The most coveted prize in particle physics - the Higgs boson - may have been glimpsed, say researchers reporting at the Large Hadron Collider (LHC) in Geneva.
The particle is purported to be the means by which things in the Universe obtain their mass.
Scientists say that two experiments at the LHC see hints of the Higgs at the same mass, fuelling huge excitement.
But the LHC does not yet have enough data to claim a discovery.
Finding the Higgs would be one of the biggest scientific advances of the last 60 years. It is crucial for allowing us to make sense of the Universe, but has never been observed by experiments.
This basic building block of the Universe is a significant missing component of the Standard Model - the "instruction booklet" that describes how particles and forces interact.
Two separate experiments at the LHC - Atlas and CMS - have been conducting independent searches for the Higgs. Because the Standard Model does not predict an exact mass for the Higgs, physicists have to use particle accelerators like the LHC to systematically look for it across a broad search area.
At a seminar at Cern (the organisation that operates the LHC) on Tuesday, the heads of Atlas and CMS said they see "spikes" in their data at roughly the same mass: 124-125 gigaelectronvolts (GeV; this is about 130 times as heavy as the protons found in atomic nuclei).
"The excess may be due to a fluctuation, but it could also be something more interesting. We cannot exclude anything at this stage," said Fabiola Gianotti, spokesperson for the Atlas experiment.

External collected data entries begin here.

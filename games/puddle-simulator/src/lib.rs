//! Puddle Simulator: flood colored molecules until the whole puddle is one color.

pub mod config;
pub mod container;
pub mod error;
pub mod fill;
pub mod game;
pub mod level;
pub mod molecule;
pub mod physics;
pub mod progress;

pub use config::PuddleConfig;
pub use container::Container;
pub use error::{PuddleError, Result};
pub use fill::{flood_fill, RecolorQueue};
pub use game::{GameState, LevelRequest, PuddleGame};
pub use level::{DirectoryLevels, LevelData, LevelStore, MemoryLevels, MoleculeData};
pub use molecule::{Molecule, PaletteColor, MOLECULE_RADIUS};
pub use physics::{simulate, PhysicsSolver};
pub use progress::Progress;
use glam::Vec2;
use serde::{Deserialize, Serialize};

use crate::error::PuddleError;

/// Radius of a single molecule in world units.
pub const MOLECULE_RADIUS: f32 = 0.5;

/// Number of colors in the palette.
pub const PALETTE_SIZE: u8 = 7;

/// Index into the fixed 7-color palette (0 = red … 6 = violet).
#[derive(Debug, Clone, Copy, PartialEq, Eq, Hash, PartialOrd, Ord, Serialize, Deserialize)]
#[serde(try_from = "u8", into = "u8")]
pub struct PaletteColor(u8);

impl PaletteColor {
    pub const RED: PaletteColor = PaletteColor(0);
    pub const ORANGE: PaletteColor = PaletteColor(1);
    pub const YELLOW: PaletteColor = PaletteColor(2);
    pub const GREEN: PaletteColor = PaletteColor(3);
    pub const BLUE: PaletteColor = PaletteColor(4);
    pub const INDIGO: PaletteColor = PaletteColor(5);
    pub const VIOLET: PaletteColor = PaletteColor(6);

    pub const ALL: [PaletteColor; PALETTE_SIZE as usize] = [
        Self::RED,
        Self::ORANGE,
        Self::YELLOW,
        Self::GREEN,
        Self::BLUE,
        Self::INDIGO,
        Self::VIOLET,
    ];

    /// Returns `None` for indices outside the palette.
    pub fn new(index: u8) -> Option<Self> {
        (index < PALETTE_SIZE).then_some(PaletteColor(index))
    }

    pub fn index(self) -> u8 {
        self.0
    }

    pub fn name(self) -> &'static str {
        match self.0 {
            0 => "red",
            1 => "orange",
            2 => "yellow",
            3 => "green",
            4 => "blue",
            5 => "indigo",
            _ => "violet",
        }
    }
}

impl Default for PaletteColor {
    fn default() -> Self {
        PaletteColor::RED
    }
}

impl TryFrom<u8> for PaletteColor {
    type Error = PuddleError;

    fn try_from(index: u8) -> Result<Self, Self::Error> {
        PaletteColor::new(index).ok_or(PuddleError::InvalidColor(index))
    }
}

impl From<PaletteColor> for u8 {
    fn from(color: PaletteColor) -> u8 {
        color.0
    }
}

/// A single colored point mass in the container.
#[derive(Debug, Clone, Copy, PartialEq)]
pub struct Molecule {
    pub pos: Vec2,
    pub velocity: Vec2,
    pub color: PaletteColor,
}

impl Molecule {
    /// A molecule at rest.
    pub fn new(pos: Vec2, color: PaletteColor) -> Self {
        Self { pos, velocity: Vec2::ZERO, color }
    }

    pub fn with_velocity(mut self, velocity: Vec2) -> Self {
        self.velocity = velocity;
        self
    }

    /// Whether `point` lies on this molecule's disc.
    pub fn contains(&self, point: Vec2) -> bool {
        self.pos.distance(point) <= MOLECULE_RADIUS
    }
}

/// True when every molecule shares one color. Vacuously true for zero or one molecule.
pub fn is_single_color(molecules: &[Molecule]) -> bool {
    match molecules.split_first() {
        None => true,
        Some((first, rest)) => rest.iter().all(|m| m.color == first.color),
    }
}

/// Index of the molecule under `point`, nearest center first.
pub fn pick(molecules: &[Molecule], point: Vec2) -> Option<usize> {
    molecules
        .iter()
        .enumerate()
        .filter(|(_, m)| m.contains(point))
        .min_by(|(_, a), (_, b)| {
            a.pos
                .distance_squared(point)
                .total_cmp(&b.pos.distance_squared(point))
        })
        .map(|(i, _)| i)
}
use crate::api::types::{SoundEvent, GameEvent};
use crate::core::rng::Rng;
use crate::input::queue::InputQueue;

/// Configuration for the engine, provided by the game.
#[derive(Debug, Clone)]
pub struct GameConfig {
    /// Fixed timestep in seconds (default: 1/60).
    pub fixed_dt: f32,
    /// Upper bound on fixed steps run for a single host frame (default: 10).
    pub max_steps_per_frame: u32,
    /// Maximum number of sound events per frame (default: 32).
    pub max_sounds: usize,
    /// Maximum number of game events per frame (default: 32).
    pub max_events: usize,
    /// RNG seed. `None` seeds from the system clock so every session differs.
    pub seed: Option<u64>,
}

impl Default for GameConfig {
    fn default() -> Self {
        Self {
            fixed_dt: 1.0 / 60.0,
            max_steps_per_frame: 10,
            max_sounds: 32,
            max_events: 32,
            seed: None,
        }
    }
}

/// The core contract every game must fulfill.
pub trait Game {
    /// Return engine configuration. Called once before init.
    fn config(&self) -> GameConfig {
        GameConfig::default()
    }

    /// Setup initial state, load the first level.
    fn init(&mut self, ctx: &mut EngineContext);

    /// One fixed tick. `ctx.dt` holds the step length.
    fn update(&mut self, ctx: &mut EngineContext, input: &InputQueue);
}

/// Mutable access to engine state, passed to Game::init and Game::update.
pub struct EngineContext {
    /// Length of the current tick in seconds.
    pub dt: f32,
    pub rng: Rng,
    pub sounds: Vec<SoundEvent>,
    pub events: Vec<GameEvent>,
    max_sounds: usize,
    max_events: usize,
}

impl EngineContext {
    pub fn new(config: &GameConfig) -> Self {
        let rng = match config.seed {
            Some(seed) => Rng::new(seed),
            None => Rng::from_time(),
        };
        Self {
            dt: config.fixed_dt,
            rng,
            sounds: Vec::with_capacity(config.max_sounds),
            events: Vec::with_capacity(config.max_events),
            max_sounds: config.max_sounds,
            max_events: config.max_events,
        }
    }

    /// Emit a sound event to be forwarded to the host.
    /// Identical sounds within one frame are collapsed.
    pub fn emit_sound(&mut self, event: SoundEvent) {
        if self.sounds.contains(&event) {
            return;
        }
        if self.sounds.len() >= self.max_sounds {
            log::warn!("sound buffer full, dropping sound {}", event.0);
            return;
        }
        self.sounds.push(event);
    }

    /// Emit a game event to be forwarded to the host.
    pub fn emit_event(&mut self, event: GameEvent) {
        if self.events.len() >= self.max_events {
            log::warn!("event buffer full, dropping event kind {}", event.kind_id());
            return;
        }
        self.events.push(event);
    }

    /// Clear per-frame transient data (sounds, events).
    pub fn clear_frame_data(&mut self) {
        self.sounds.clear();
        self.events.clear();
    }
}

impl Default for EngineContext {
    fn default() -> Self {
        Self::new(&GameConfig::default())
    }
}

Guido Tonelli, spokesperson for the CMS experiment, said: "The excess is most compatible with a Standard Model Higgs in the vicinity of 124 GeV and below, but the statistical significance is not large enough to say anything conclusive.
"As of today, what we see is consistent either with a background fluctuation or with the presence of the boson."
Prof Rolf-Dieter Heuer, director-general of Cern, told BBC News: "Such signals can come and go… Although there is correspondence between the two experiments, we need more solid numbers."
None of the spikes seen by the experiments is at much more than the "two sigma" level of certainty.
A level of "five sigma" is required to claim a discovery, meaning there is less than a one in a million chance the data spike is down to a statistical fluke.
Another complicating factor is that these tantalising hints consist only of a handful of events among the billions of particle collisions analysed at the LHC.
Prof Heuer said: "We can be misled by small numbers, so we need more statistics," but added: "It is exciting."
If it exists, the Higgs is very short-lived, quickly decaying - or transforming - into more stable particles. There are several different ways this can happen, which provides scientists with different routes to search for the boson.
They looked at particular decay routes for the Higgs that produce only a handful of events, but have the advantage of having less background noise in the data. This background noise consists of random combinations of events, some of which can look like Higgs decays.
Other decay modes produce more events - which are better for statistical certainty - but also more background noise. Prof Heuer said physicists were "squeezed" between these two options.
Prof Stefan Soldner-Rembold, from the University of Manchester, called the quality of the LHC's results "exceptional", adding: "Within one year we will probably know whether the Higgs particle exists, but it is likely not going to be a Christmas present."
The simple fact that both Atlas and CMS seem to be seeing a data spike at the same mass has been enough to cause enormous excitement in the particle physics community.